There are two risks here. The first is to encourage Islamic identity politics in states that already consider themselves Islamic — Pakistan comes to mind. The second is to discourage those prospective space partners that do not accept the label of “Muslim” or “Muslim-majority” that the administration seems so eager to pin on them.

And Charles Krauthammer:

Obama is not the first president with a large streak of narcissism. But the others had equally expansive feelings about their country. Obama’s modesty about America would be more understandable if he treated himself with the same reserve. What is odd is to have a president so convinced of his own magnificence — yet not of his own country’s.

This was such a stupid completely unforced error, driven by moronic political correctness in the White House. They can’t utter the word “Muslim” when one shoots up an Army base while calling himself a soldier of Allah, but they can pervert NASA in its name. It’s a tragedy that one of the smartest space policies we’ve ever had has come from one of the most idiotic and incompetent administrations, poisoning the well for it. Lori Garver, Bobby Braun and others have to be pulling their hair in frustration.

32 thoughts on “More On Mecca In Space”

  1. I wouldn’t minimize the Islamic contributions to science. They’re developing an atomic bomb and a missile capable of reaching most of Europe. That isn’t easy…

  2. This is completely in character, once you acknowledge that you are not living in an exceptional country amongst exceptional people. Anything that may demonstrate that you are must be brought down. After all, it is far easier to lower yourself to their level than to bring them up to yours.

  3. I think we’re overreacting. My suspicion is Obama and Bolden had a discussion what NASA might accomplish, and rather than moon flights and planetary science, the president chose to be philosophical about encouraging children to be scientists, about tuning down the rage of Arab teenagers, etc. Legitimate things for the president to be thinking about, likely posed in such a form that Bolden could view them as directives, albeit disappointing to those who would like their space agency to do more in, y’know, space.

  4. “about tuning down the rage of Arab teenagers”

    who is promoting this “rage”? rage about what?

  5. The space race began as a global competition, but, today, it is a global collaboration.

    Bolden added that the United States cannot get to Mars without international assistance.

    Is that so? What’s wrong with competition?

    Mr. Bolden was not told that he must advance American interests in space…

    If not America’s, who’s? Isn’t this treason?

    A more serious task might be to make them feel terrible about the present level of education in Muslim lands, not least for women and girls, in the hope that we could spur them to reform and improvement.

    Exactly right. In other words, let them compete and improve.

    Obama says, “I believe in American exceptionalism…”

    Can we call him a flat out liar now?

    Why is this president and his appointments (dean Kagan for example helped muslim groups while denying the military) promoting Islam? This is much more than just trying to get along. Sending the bust of Churchill back to England demonstrates an undeniable animosity to one of our best allies. Turn off the sound and every action tells you all you need to know about this administration.

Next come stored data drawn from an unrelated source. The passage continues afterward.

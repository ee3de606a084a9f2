//! Shared helpers for the HTTP integration tests.

use axum::body::Body;
use axum::http::{Request, StatusCode};
use axum::Router;
use serde_json::Value;
use std::sync::Arc;
use tempfile::TempDir;
use tower::ServiceExt;
use urlshrink::{config::AppConfig, create_router, AppState};

pub const INDEX_HTML: &str = "<html><body>shrink me</body></html>";

/// A router plus the state behind it, so tests can inspect the store.
/// Note: #[allow(dead_code)] because each test file compiles common/ separately.
#[allow(dead_code)]
pub struct TestServer {
    pub router: Router,
    pub state: Arc<AppState>,
    _temp_dir: TempDir,
}

#[allow(dead_code)]
impl TestServer {
    /// Server with a fixed base URL and a real index page on disk.
    pub fn new() -> Self {
        Self::with_config(|config| {
            config.base_url = Some("https://sho.rt".into());
        })
    }

    /// Server with custom config modifications.
    pub fn with_config<F>(modifier: F) -> Self
    where
        F: FnOnce(&mut AppConfig),
    {
        let temp_dir = tempfile::tempdir().expect("Failed to create temp directory");
        let index_path = temp_dir.path().join("index.html");
        std::fs::write(&index_path, INDEX_HTML).expect("Failed to write index page");

        let mut config = AppConfig {
            index_path,
            ..Default::default()
        };
        modifier(&mut config);

        let state = Arc::new(AppState::new(config));
        let router = create_router(state.clone());

        Self {
            router,
            state,
            _temp_dir: temp_dir,
        }
    }

    /// Send a request and return status, headers and the raw body.
    pub async fn send(&self, request: Request<Body>) -> (StatusCode, axum::http::HeaderMap, Vec<u8>) {
        let response = self.router.clone().oneshot(request).await.unwrap();
        let status = response.status();
        let headers = response.headers().clone();
        let body = axum::body::to_bytes(response.into_body(), usize::MAX)
            .await
            .unwrap();
        (status, headers, body.to_vec())
    }

    /// POST a raw body to /shrink and parse the JSON reply.
    pub async fn shrink_raw(&self, body: impl Into<Body>) -> (StatusCode, Value) {
        let request = Request::builder()
            .method("POST")
            .uri("/shrink")
            .header("Content-Type", "application/json")
            .body(body.into())
            .unwrap();
        let (status, _, body) = self.send(request).await;
        let json = serde_json::from_slice(&body).unwrap_or(Value::Null);
        (status, json)
    }

    /// Shrink `url` and return the short code from the response.
    pub async fn shrink(&self, url: &str) -> String {
        let body = serde_json::json!({ "longURL": url }).to_string();
        let (status, json) = self.shrink_raw(body).await;
        assert_eq!(status, StatusCode::OK, "shrink failed: {json}");
        json["shortCode"].as_str().unwrap().to_owned()
    }

    /// GET `path` with no extra headers.
    pub async fn get(&self, path: &str) -> (StatusCode, axum::http::HeaderMap, Vec<u8>) {
        let request = Request::builder().uri(path).body(Body::empty()).unwrap();
        self.send(request).await
    }

    /// Current hit count for `code`, without counting a hit.
    pub fn hits(&self, code: u16) -> Option<u64> {
        self.state.store.record(code).map(|r| r.hits)
    }
}
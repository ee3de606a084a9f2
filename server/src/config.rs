use anyhow::{Context, Result};
use std::path::PathBuf;

#[derive(Debug, Clone)]
pub struct AppConfig {
    /// Host to bind the HTTP server to, e.g. "0.0.0.0"
    pub host: String,

    /// Port to listen on
    pub port: u16,

    /// Public base URL used when building short links, e.g. "https://sho.rt".
    /// Never has a trailing slash. When unset, the request's Host header is
    /// used instead.
    pub base_url: Option<String>,

    /// HTML page served for every path that is not a short link.
    pub index_path: PathBuf,

    /// Initial capacity hint for the shrink store.
    pub shrink_capacity: usize,
}

impl AppConfig {
    /// Load configuration from environment variables (populated by dotenvy before this is called).
    pub fn from_env() -> Result<Self> {
        let port = std::env::var("PORT")
            .unwrap_or_else(|_| "8080".into())
            .parse::<u16>()
            .context("PORT must be a valid port number (1–65535)")?;

        let shrink_capacity = std::env::var("SHRINK_CAPACITY")
            .unwrap_or_else(|_| "1000000".into())
            .parse::<usize>()
            .context("SHRINK_CAPACITY must be a non-negative integer")?;

        let base_url = std::env::var("BASE_URL")
            .ok()
            .map(|url| url.trim_end_matches('/').to_owned())
            .filter(|url| !url.is_empty());

        Ok(Self {
            host: std::env::var("HOST").unwrap_or_else(|_| "0.0.0.0".into()),
            port,
            base_url,
            index_path: std::env::var("INDEX_PATH")
                .unwrap_or_else(|_| "index.html".into())
                .into(),
            shrink_capacity,
        })
    }

    /// Address the listener binds to.
    pub fn bind_addr(&self) -> String {
        format!("{}:{}", self.host, self.port)
    }
}

impl Default for AppConfig {
    fn default() -> Self {
        Self {
            host: "0.0.0.0".into(),
            port: 8080,
            base_url: None,
            index_path: "index.html".into(),
            shrink_capacity: 1_000_000,
        }
    }
}
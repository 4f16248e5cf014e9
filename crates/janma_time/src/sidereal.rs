//! Greenwich and Local Mean Sidereal Time in degrees.
//!
//! GMST uses the linear-plus-quadratic expression in days from J2000.0,
//! which is what the ascendant computation is calibrated against.
//!
//! Source: Meeus, "Astronomical Algorithms", 2nd ed., Eq. 12.4.

use crate::julian::{DAYS_PER_JULIAN_CENTURY, J2000_JD};

/// GMST at J2000.0, degrees.
const GMST_AT_J2000_DEG: f64 = 280.460_618_37;

/// Sidereal rotation per solar day, degrees.
pub const SIDEREAL_RATE_DEG_PER_DAY: f64 = 360.985_647_366_29;

/// Quadratic coefficient on T², degrees.
const GMST_T2_DEG: f64 = 0.000_387_933;

/// Greenwich Mean Sidereal Time at a Julian Day.
///
/// GMST = 280.46061837 + 360.98564736629·D + 0.000387933·T²
/// where D = JD − 2451545.0 and T = D / 36525.
///
/// Returns degrees in [0, 360).
pub fn gmst_deg(jd: f64) -> f64 {
    let d = jd - J2000_JD;
    let t = d / DAYS_PER_JULIAN_CENTURY;
    wrap_deg(GMST_AT_J2000_DEG + SIDEREAL_RATE_DEG_PER_DAY * d + GMST_T2_DEG * t * t)
}

/// Local Sidereal Time from GMST and observer east longitude.
///
/// Returns degrees in [0, 360).
pub fn local_sidereal_time_deg(gmst_deg: f64, longitude_east_deg: f64) -> f64 {
    wrap_deg(gmst_deg + longitude_east_deg)
}

fn wrap_deg(x: f64) -> f64 {
    let r = x.rem_euclid(360.0);
    if r >= 360.0 { 0.0 } else { r }
}
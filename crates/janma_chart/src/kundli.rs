//! Serialized chart contract consumed by rendering, storage and
//! narrative generation.
//!
//! Field names are fixed. Ids are 1-based: `sign_id` is the rashi index
//! plus one and `nakshatra_id` is the nakshatra index plus one. Graha `id`
//! is the chart id (0-6 for Sun to Saturn, 101 Rahu, 102 Ketu). The lagna
//! is the first entry of `planetary_positions`, with id [`ASCENDANT_ID`]
//! and name [`ASCENDANT_NAME`]. Lords are rendered by English name.

use janma_time::OffsetSource;
use janma_vedic_base::{Graha, NakshatraInfo, RashiInfo, bhava_from_indices};
use serde::{Deserialize, Serialize};

use crate::chart::{BirthChart, Placement};
use crate::error::ChartError;

/// `id` of the lagna entry in `planetary_positions`.
pub const ASCENDANT_ID: u16 = 100;
/// `name` of the lagna entry in `planetary_positions`.
pub const ASCENDANT_NAME: &str = "Ascendant";

#[derive(Debug, Clone, PartialEq, Serialize, Deserialize)]
pub struct KundliData {
    pub ascendant_sign: String,
    pub ascendant_sign_id: u8,
    pub ascendant_sign_lord: String,
    pub moon_sign: String,
    pub moon_sign_id: u8,
    pub moon_sign_lord: String,
    pub sun_sign: String,
    pub sun_sign_id: u8,
    pub sun_sign_lord: String,
    /// Janma nakshatra (the Moon's).
    pub nakshatra: String,
    pub nakshatra_id: u8,
    pub nakshatra_pada: u8,
    pub nakshatra_lord: String,
    #[serde(default, skip_serializing_if = "Option::is_none")]
    pub deity: Option<String>,
    #[serde(default, skip_serializing_if = "Option::is_none")]
    pub animal_sign: Option<String>,
    /// Same as `moon_sign`.
    #[serde(default, skip_serializing_if = "Option::is_none")]
    pub zodiac_sign: Option<String>,
    /// Set when the UTC offset is the mean solar approximation rather than
    /// a time-zone lookup result.
    #[serde(default, skip_serializing_if = "std::ops::Not::not")]
    pub utc_low_confidence: bool,
    /// Why the time-zone lookup was not used.
    #[serde(default, skip_serializing_if = "Option::is_none")]
    pub utc_fallback_reason: Option<String>,
    pub planetary_positions: Vec<PlanetPosition>,
}

#[derive(Debug, Clone, PartialEq, Serialize, Deserialize)]
pub struct PlanetPosition {
    pub id: u16,
    pub name: String,
    pub sign: String,
    pub sign_id: u8,
    pub sign_lord: String,
    /// Degrees within the sign, [0, 30).
    pub degree: f64,
    /// Sidereal longitude, [0, 360).
    pub full_degree: f64,
    pub is_retrograde: bool,
    #[serde(default, skip_serializing_if = "Option::is_none")]
    pub nakshatra: Option<String>,
    #[serde(default, skip_serializing_if = "Option::is_none")]
    pub nakshatra_id: Option<u8>,
    #[serde(default, skip_serializing_if = "Option::is_none")]
    pub nakshatra_pada: Option<u8>,
    #[serde(default, skip_serializing_if = "Option::is_none")]
    pub nakshatra_lord: Option<String>,
}

impl PlanetPosition {
    fn new(
        id: u16,
        name: &str,
        full_degree: f64,
        rashi: &RashiInfo,
        nak: &NakshatraInfo,
        is_retrograde: bool,
    ) -> Self {
        Self {
            id,
            name: name.to_string(),
            sign: rashi.rashi.name().to_string(),
            sign_id: rashi.rashi_index + 1,
            sign_lord: rashi.lord().english_name().to_string(),
            degree: rashi.degrees_in_rashi,
            full_degree,
            is_retrograde,
            nakshatra: Some(nak.nakshatra.name().to_string()),
            nakshatra_id: Some(nak.nakshatra_index + 1),
            nakshatra_pada: Some(nak.pada),
            nakshatra_lord: Some(nak.lord().english_name().to_string()),
        }
    }

    /// True for the lagna entry.
    pub fn is_ascendant(&self) -> bool {
        self.id == ASCENDANT_ID || self.name == ASCENDANT_NAME
    }
}

impl From<&Placement> for PlanetPosition {
    fn from(p: &Placement) -> Self {
        Self::new(
            p.graha().chart_id(),
            p.graha().english_name(),
            p.sidereal_lon_deg(),
            p.rashi(),
            p.nakshatra(),
            p.is_retrograde(),
        )
    }
}

impl BirthChart {
    /// Render the chart in the serialized contract shape.
    pub fn to_kundli(&self) -> Result<KundliData, ChartError> {
        let moon = self.required(Graha::Chandra)?;
        let sun = self.required(Graha::Surya)?;
        let asc = &self.lagna_rashi;
        let janma = moon.nakshatra();

        let mut positions = Vec::with_capacity(self.placements.len() + 1);
        positions.push(PlanetPosition::new(
            ASCENDANT_ID,
            ASCENDANT_NAME,
            self.lagna.sidereal_deg,
            asc,
            &self.lagna_nakshatra,
            false,
        ));
        positions.extend(self.placements.iter().map(PlanetPosition::from));

        let utc_fallback_reason = match self.utc_source() {
            OffsetSource::Lookup => None,
            OffsetSource::MeanSolarFallback { reason } => Some(reason.to_string()),
        };

        Ok(KundliData {
            ascendant_sign: asc.rashi.name().to_string(),
            ascendant_sign_id: asc.rashi_index + 1,
            ascendant_sign_lord: asc.lord().english_name().to_string(),
            moon_sign: moon.rashi().rashi.name().to_string(),
            moon_sign_id: moon.rashi().rashi_index + 1,
            moon_sign_lord: moon.rashi().lord().english_name().to_string(),
            sun_sign: sun.rashi().rashi.name().to_string(),
            sun_sign_id: sun.rashi().rashi_index + 1,
            sun_sign_lord: sun.rashi().lord().english_name().to_string(),
            nakshatra: janma.nakshatra.name().to_string(),
            nakshatra_id: janma.nakshatra_index + 1,
            nakshatra_pada: janma.pada,
            nakshatra_lord: janma.lord().english_name().to_string(),
            deity: Some(janma.nakshatra.deity().to_string()),
            animal_sign: Some(janma.nakshatra.animal().to_string()),
            zodiac_sign: Some(moon.rashi().rashi.name().to_string()),
            utc_low_confidence: self.is_low_confidence(),
            utc_fallback_reason,
            planetary_positions: positions,
        })
    }
}

impl KundliData {
    pub fn to_json_pretty(&self) -> Result<String, serde_json::Error> {
        serde_json::to_string_pretty(self)
    }

    pub fn from_json(json: &str) -> Result<Self, serde_json::Error> {
        serde_json::from_str(json)
    }

    /// The lagna entry, if present.
    pub fn ascendant_position(&self) -> Option<&PlanetPosition> {
        self.planetary_positions.iter().find(|p| p.is_ascendant())
    }

    /// Whole-sign bhava (1-12) of a position, computed from the 1-based
    /// `sign_id` fields. None if either id is outside 1-12.
    pub fn bhava_of(&self, position: &PlanetPosition) -> Option<u8> {
        bhava_from_indices(
            position.sign_id.checked_sub(1)?,
            self.ascendant_sign_id.checked_sub(1)?,
        )
    }

    /// Graha positions grouped by bhava. Slot 0 is bhava 1. The lagna
    /// entry and positions with an invalid `sign_id` are skipped.
    pub fn positions_by_bhava(&self) -> [Vec<&PlanetPosition>; 12] {
        let mut out: [Vec<&PlanetPosition>; 12] = Default::default();
        for pos in self.planetary_positions.iter().filter(|p| !p.is_ascendant()) {
            if let Some(bhava) = self.bhava_of(pos) {
                out[usize::from(bhava - 1)].push(pos);
            }
        }
        out
    }
}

    I think we’re overreacting.

    If this were an isolated incident you might have been considered right. It isn’t. We aren’t acting enough. People need a kick in the pants to start paying more attention. These actions as a whole tell us it’s not just incompetence. This is intent to bring down America including small ways. You can’t just chalk it up to stupidity when it’s so well orchestrated.

  6. Mike,

    Of the 3 million foreign patents in the US, less than 2,000 have come from Muslim countries. Their entire culture needs changing before NASA can have any effect or benefit in those countries. Being nice or trying to educate them is a sign of Western weakness in their eyes. Even Obama bringing this up shows incompetence, and the NASA administrator shows more incompetence by repeating this nonsense. They both need to go.

  7. “Of the 3 million foreign patents in the US, less than 2,000 have come from Muslim countries”

    That is a red herring of a statistic, and indicates a culture that doesn’t have patents rather than a lack of innovation. Considering the fact that silly ideas like one-click shopping and super-luminal spaceflight technology have been patented, I certainly wouldn’t give much credit even to American patents. I would also be curious about what criteria is used for determining if a country was “Muslim” or not.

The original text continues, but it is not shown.